Écrit par Guillaume Chérel Catégorie : Danse Mis à jour : mercredi 7 février 2018 16:11 Affichages : 262

Flute enchantéePar Guillaume Chérel - Lagrandeparade.fr/ Pour célébrer ses trente ans le Béjart Ballet Lausanne revient à Paris avec un ballet mythique, "La Flûte enchantée", pour cinq représentations exceptionnelles : « Une féérie qui nous emporte dans la poésie pure de l’enfance », disait Maurice Béjart, disparu il y a dix ans.

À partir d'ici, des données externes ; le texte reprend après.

//! Sign-up and user lookup.

use axum::{
  Json,
  extract::{Path, State},
  http::StatusCode,
};
use serde::Deserialize;
use tutr_core::{
  key::UserId,
  store::RecordStore,
  user::{Profile, Role, User},
};

use crate::{ApiJson, AppState, Result, auth::CurrentUser};

#[derive(Debug, Deserialize)]
pub struct NewAccount {
  pub email:    String,
  pub password: String,
  pub role:     Role,
  pub profile:  Profile,
}

/// `POST /accounts`
pub async fn create<S: RecordStore + 'static>(
  State(state): State<AppState<S>>,
  ApiJson(input): ApiJson<NewAccount>,
) -> Result<(StatusCode, Json<User>)> {
  let user = state
    .market
    .create_account(&input.email, &input.password, input.role, input.profile)
    .await?;
  Ok((StatusCode::CREATED, Json(user)))
}

/// `GET /me`
pub async fn me(CurrentUser(user): CurrentUser) -> Json<User> { Json(user) }

/// `GET /users/{id}`
pub async fn user<S: RecordStore + 'static>(
  State(state): State<AppState<S>>,
  _caller: CurrentUser,
  Path(id): Path<String>,
) -> Result<Json<User>> {
  let id: UserId = id.parse()?;
  Ok(Json(state.market.users().resolve(&id).await?))
}
//! JSON REST API for the tutoring marketplace.
//!
//! Exposes an axum [`Router`] over a [`Market`] backed by any
//! [`RecordStore`]. Requests authenticate with HTTP Basic credentials
//! (email and password) checked by the market's identity provider.

pub mod auth;
pub mod error;
pub mod handlers;


pub use error::{ApiError, Result};

use axum::{
  Router,
  extract::FromRequest,
  routing::{get, post},
};
use tutr_core::store::RecordStore;
use tutr_market::Market;

use handlers::{accounts, chats, offers, sessions};

// ─── Application state ───────────────────────────────────────────────────────

/// Shared state threaded through all axum handlers.
pub struct AppState<S> {
  pub market: Market<S>,
}

impl<S> Clone for AppState<S> {
  fn clone(&self) -> Self { Self { market: self.market.clone() } }
}

impl<S> AppState<S> {
  pub fn new(market: Market<S>) -> Self { Self { market } }
}

/// `Json` whose rejections render as [`ApiError`].
#[derive(Debug, FromRequest)]
#[from_request(via(axum::Json), rejection(ApiError))]
pub struct ApiJson<T>(pub T);

// ─── Router ──────────────────────────────────────────────────────────────────

/// Build an axum [`Router`] for the API.
pub fn router<S: RecordStore + 'static>(state: AppState<S>) -> Router {
  Router::new()
    .route("/accounts",               post(accounts::create::<S>))
    .route("/me",                     get(accounts::me))
    .route("/users/{id}",             get(accounts::user::<S>))
    .route("/offers",                 get(offers::list::<S>).post(offers::create::<S>))
    .route("/offers/{id}",            get(offers::get::<S>))
    .route("/sessions",               get(sessions::list::<S>).post(sessions::request::<S>))
    .route("/sessions/{id}/respond",  post(sessions::respond::<S>))
    .route("/chats",                  get(chats::list::<S>).post(chats::start::<S>))
    .route("/chats/{id}/messages",    get(chats::history::<S>).post(chats::send::<S>))
    .with_state(state)
}
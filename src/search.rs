//! Filter many reactions by the changes they bring about.

use std::collections::BTreeMap;

use clap::ValueEnum;
use log::warn;
use rayon::iter::{IndexedParallelIterator, IntoParallelRefIterator, ParallelIterator};

use crate::{
    histogram::Histogram,
    molecule::{Element, Hybridization, Molecule},
    reaction::{Reaction, Role},
    rings::RingWord,
};

/// Parallelization strategy for reaction search.
#[derive(Copy, Clone, PartialEq, Eq, PartialOrd, Ord, ValueEnum, Debug)]
pub enum ParallelMode {
    /// Evaluate reactions one after another.
    None,
    /// Evaluate reactions on the rayon thread pool.
    Always,
}

/// Conditions a reaction must meet. Each non-empty histogram lists changes
/// that must appear with exactly the given count; other keys may change
/// freely.
///
/// Histograms drop zero counts, so "no change" cannot be asked for: a key
/// given a count of 0 is simply absent and places no condition on the
/// reaction.
#[derive(Debug, Clone, Default)]
pub struct ReactionQuery {
    pub formula: Histogram<Element>,
    pub valence: Histogram<Option<u32>>,
    pub hybridization: Histogram<Option<Hybridization>>,
    pub rings: Histogram<usize>,
    /// Change in stereocentres, keyed `Sp2` and `Sp3`.
    pub stereo: Histogram<Hybridization>,
    /// Count only stereocentres of known parity in `stereo`.
    pub well_defined_stereo: bool,
    pub isotopic: bool,
    pub ring_present: Option<RingWord>,
    /// An InChI that must be a component in the given role.
    pub contains: Option<(String, Role)>,
}

impl ReactionQuery {
    /// Return `true` if `reaction` meets every condition.
    pub fn matches(&self, reaction: &Reaction) -> bool {
        if !self.formula.is_empty() && !reaction.formula_change().contains_all(&self.formula) {
            return false;
        }
        if !self.valence.is_empty() && !reaction.valence_change().contains_all(&self.valence) {
            return false;
        }
        if !self.hybridization.is_empty()
            && !reaction
                .hybridization_change()
                .contains_all(&self.hybridization)
        {
            return false;
        }
        if !self.rings.is_empty() && !reaction.ring_size_change().contains_all(&self.rings) {
            return false;
        }
        if !self.stereo.is_empty()
            && !reaction
                .stereo_change(self.well_defined_stereo, true, true)
                .contains_all(&self.stereo)
        {
            return false;
        }
        if let Some((inchi, role)) = &self.contains {
            if !reaction.contains_inchi(inchi, *role) {
                return false;
            }
        }
        if let Some(ring) = &self.ring_present {
            if !reaction.has_ring(ring) {
                return false;
            }
        }
        if self.isotopic && !reaction.has_isotopic_inchi() {
            return false;
        }
        true
    }
}

/// Return the positions of the RInChIs whose reactions match `query`, in
/// input order. RInChIs that cannot be decoded are logged and skipped.
pub fn search<S: AsRef<str> + Sync>(
    rinchis: &[S],
    query: &ReactionQuery,
    parallel_mode: ParallelMode,
) -> Vec<usize> {
    let check = |(i, rinchi): (usize, &S)| -> Option<usize> {
        match Reaction::from_rinchi(rinchi.as_ref()) {
            Ok(reaction) => query.matches(&reaction).then_some(i),
            Err(e) => {
                warn!("skipping line {}: {e}", i + 1);
                None
            }
        }
    };

    match parallel_mode {
        ParallelMode::None => rinchis.iter().enumerate().filter_map(check).collect(),
        ParallelMode::Always => rinchis
            .par_iter()
            .enumerate()
            .filter_map(check)
            .collect(),
    }
}

/// Which stereocentres [`group_by_stereo_change`] counts.
#[derive(Debug, Copy, Clone, PartialEq, Eq)]
pub struct StereoCount {
    pub well_defined: bool,
    pub sp2: bool,
    pub sp3: bool,
}

impl Default for StereoCount {
    fn default() -> Self {
        Self {
            well_defined: false,
            sp2: true,
            sp3: true,
        }
    }
}

impl StereoCount {
    fn count(&self, mols: &[Molecule]) -> i64 {
        mols.iter()
            .map(|m| {
                let centres = m.stereocentres(self.well_defined);
                let sp2 = if self.sp2 { centres.get(&Hybridization::Sp2) } else { 0 };
                let sp3 = if self.sp3 { centres.get(&Hybridization::Sp3) } else { 0 };
                sp2 + sp3
            })
            .sum()
    }

    /// Stereocentres gained across `reaction`, absolute without a known
    /// direction. `None` unless both sides are present and fully
    /// represented.
    fn change(&self, reaction: &Reaction) -> Option<i64> {
        let missing = reaction.no_structures();
        if reaction.reactants().is_empty()
            || reaction.products().is_empty()
            || missing.reactants != 0
            || missing.products != 0
        {
            return None;
        }

        let change = self.count(reaction.products()) - self.count(reaction.reactants());
        Some(if reaction.direction().is_directed() {
            change
        } else {
            change.abs()
        })
    }
}

/// Group the positions of the RInChIs by the number of stereocentres their
/// reactions create. Reactions whose change cannot be computed are left
/// out.
pub fn group_by_stereo_change<S: AsRef<str> + Sync>(
    rinchis: &[S],
    stereo: StereoCount,
    parallel_mode: ParallelMode,
) -> BTreeMap<i64, Vec<usize>> {
    let check = |(i, rinchi): (usize, &S)| -> Option<(i64, usize)> {
        match Reaction::from_rinchi(rinchi.as_ref()) {
            Ok(reaction) => stereo.change(&reaction).map(|change| (change, i)),
            Err(e) => {
                warn!("skipping line {}: {e}", i + 1);
                None
            }
        }
    };

    let changes: Vec<(i64, usize)> = match parallel_mode {
        ParallelMode::None => rinchis.iter().enumerate().filter_map(check).collect(),
        ParallelMode::Always => rinchis
            .par_iter()
            .enumerate()
            .filter_map(check)
            .collect(),
    };

    let mut groups: BTreeMap<i64, Vec<usize>> = BTreeMap::new();
    for (change, i) in changes {
        groups.entry(change).or_default().push(i);
    }
    groups
}
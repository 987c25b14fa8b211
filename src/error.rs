//! Errors raised while decoding identifier layers.

use thiserror::Error;

/// Upper bound on rewrite passes for any phase of connectivity or layer
/// resolution. Well-formed identifiers never come close to it.
pub const REWRITE_LIMIT: usize = 100;

/// Largest number of heavy atoms, components or stoichiometric copies a
/// single identifier may describe. Standard InChI stops at 1023 atoms.
pub const MAX_ATOMS: usize = 1024;

/// Thrown when an InChI, RInChI, or one of their layers does not follow the
/// expected grammar. Only the offending molecule (or reaction) is rejected.
#[derive(Debug, Clone, PartialEq, Eq, Error)]
pub enum ParseError {
    #[error("unexpected character {found:?} at offset {offset} in {layer} layer")]
    UnexpectedCharacter {
        layer: &'static str,
        found: char,
        offset: usize,
    },

    #[error("{0:?} is not a valid atom index")]
    BadAtomIndex(String),

    #[error("connectivity layer {layer:?} is malformed: {reason}")]
    MalformedConnectivity { layer: String, reason: &'static str },

    #[error("exceeded {REWRITE_LIMIT} rewrites while resolving {phase}")]
    RewriteLimit { phase: &'static str },

    #[error("unknown element symbol {0:?}")]
    UnknownElement(String),

    #[error("formula {0:?} is malformed")]
    MalformedFormula(String),

    #[error("hydrogen layer {layer:?} is malformed: {reason}")]
    MalformedHydrogenLayer { layer: String, reason: &'static str },

    #[error("stereo layer {layer:?} is malformed: {reason}")]
    MalformedStereoLayer { layer: String, reason: &'static str },

    #[error("atom {index} referenced by the {layer} layer does not exist")]
    AtomOutOfRange { index: u32, layer: &'static str },

    #[error("{0:?} is not an InChI")]
    NotAnInchi(String),

    #[error("{0:?} has several components; split it with Molecule::new_all")]
    CompositeInchi(String),

    #[error("{what} count {count} exceeds the limit of {MAX_ATOMS}")]
    TooManyAtoms { what: &'static str, count: u64 },

    #[error("{0:?} is not a RInChI")]
    NotARinchi(String),
}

Son successeur, Gil Roman, directeur artistique de la compagnie, a créé un spectacle dansé qui alterne des scènes magiques, ou comiques, tout en restant fidèle à la partition de Mozart et à l’âme de Béjart. Ce ballet à fois moderne et classique, dans sa chorégraphie, rend la musique visible tout en révélant l’essence du mouvement. C'est une fable philosophique et un conte initiatique, mais aussi un plaisir pour les yeux et les sentiments. En effet, si La Flûte enchantée prône l’acceptation de la faillibilité humaine, et le triomphe de l’amour sur la désunion, c’est également un message de paix qui voit victorieuse l’ère des lumières (la franc-maçonnerie) sur l’obscurantisme.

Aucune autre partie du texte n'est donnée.